Task.
Each line in these records that contains "hello" counts once. Give the number only.

[Stored data]
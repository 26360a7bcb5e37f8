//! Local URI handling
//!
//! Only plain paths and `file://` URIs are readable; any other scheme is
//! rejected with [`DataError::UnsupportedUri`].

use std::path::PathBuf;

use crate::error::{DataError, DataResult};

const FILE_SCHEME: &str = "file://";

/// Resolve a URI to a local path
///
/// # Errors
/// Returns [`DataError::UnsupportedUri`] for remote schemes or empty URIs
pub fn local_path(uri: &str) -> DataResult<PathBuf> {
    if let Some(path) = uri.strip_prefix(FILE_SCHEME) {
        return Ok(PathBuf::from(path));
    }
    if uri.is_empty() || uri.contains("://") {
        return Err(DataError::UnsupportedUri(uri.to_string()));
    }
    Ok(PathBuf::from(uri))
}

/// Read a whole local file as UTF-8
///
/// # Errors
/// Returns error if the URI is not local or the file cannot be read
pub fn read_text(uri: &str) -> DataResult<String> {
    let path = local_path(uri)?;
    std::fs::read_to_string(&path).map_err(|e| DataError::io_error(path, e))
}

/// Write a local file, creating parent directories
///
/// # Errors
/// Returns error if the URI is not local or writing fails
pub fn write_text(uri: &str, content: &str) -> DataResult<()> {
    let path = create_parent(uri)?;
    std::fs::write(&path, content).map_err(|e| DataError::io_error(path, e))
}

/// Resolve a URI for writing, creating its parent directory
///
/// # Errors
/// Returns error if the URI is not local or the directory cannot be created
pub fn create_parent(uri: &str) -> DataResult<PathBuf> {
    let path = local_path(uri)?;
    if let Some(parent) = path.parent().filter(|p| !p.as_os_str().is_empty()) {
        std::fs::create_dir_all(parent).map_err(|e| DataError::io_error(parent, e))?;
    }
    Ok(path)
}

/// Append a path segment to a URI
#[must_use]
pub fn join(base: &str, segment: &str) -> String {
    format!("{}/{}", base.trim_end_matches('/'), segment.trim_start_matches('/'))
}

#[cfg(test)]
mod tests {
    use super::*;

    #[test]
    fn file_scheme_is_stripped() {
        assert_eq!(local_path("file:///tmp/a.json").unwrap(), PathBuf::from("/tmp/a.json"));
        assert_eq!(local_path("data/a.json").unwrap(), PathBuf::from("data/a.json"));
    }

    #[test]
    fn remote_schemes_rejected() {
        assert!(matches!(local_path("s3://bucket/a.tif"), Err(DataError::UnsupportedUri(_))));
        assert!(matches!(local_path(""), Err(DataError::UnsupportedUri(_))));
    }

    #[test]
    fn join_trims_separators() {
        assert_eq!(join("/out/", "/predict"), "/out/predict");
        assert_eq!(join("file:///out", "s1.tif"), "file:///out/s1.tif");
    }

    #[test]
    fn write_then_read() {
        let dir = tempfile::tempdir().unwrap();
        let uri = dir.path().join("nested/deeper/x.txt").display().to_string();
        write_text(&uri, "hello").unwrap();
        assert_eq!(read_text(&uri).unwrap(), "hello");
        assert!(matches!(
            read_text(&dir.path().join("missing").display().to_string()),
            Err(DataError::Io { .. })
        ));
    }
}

Result.
2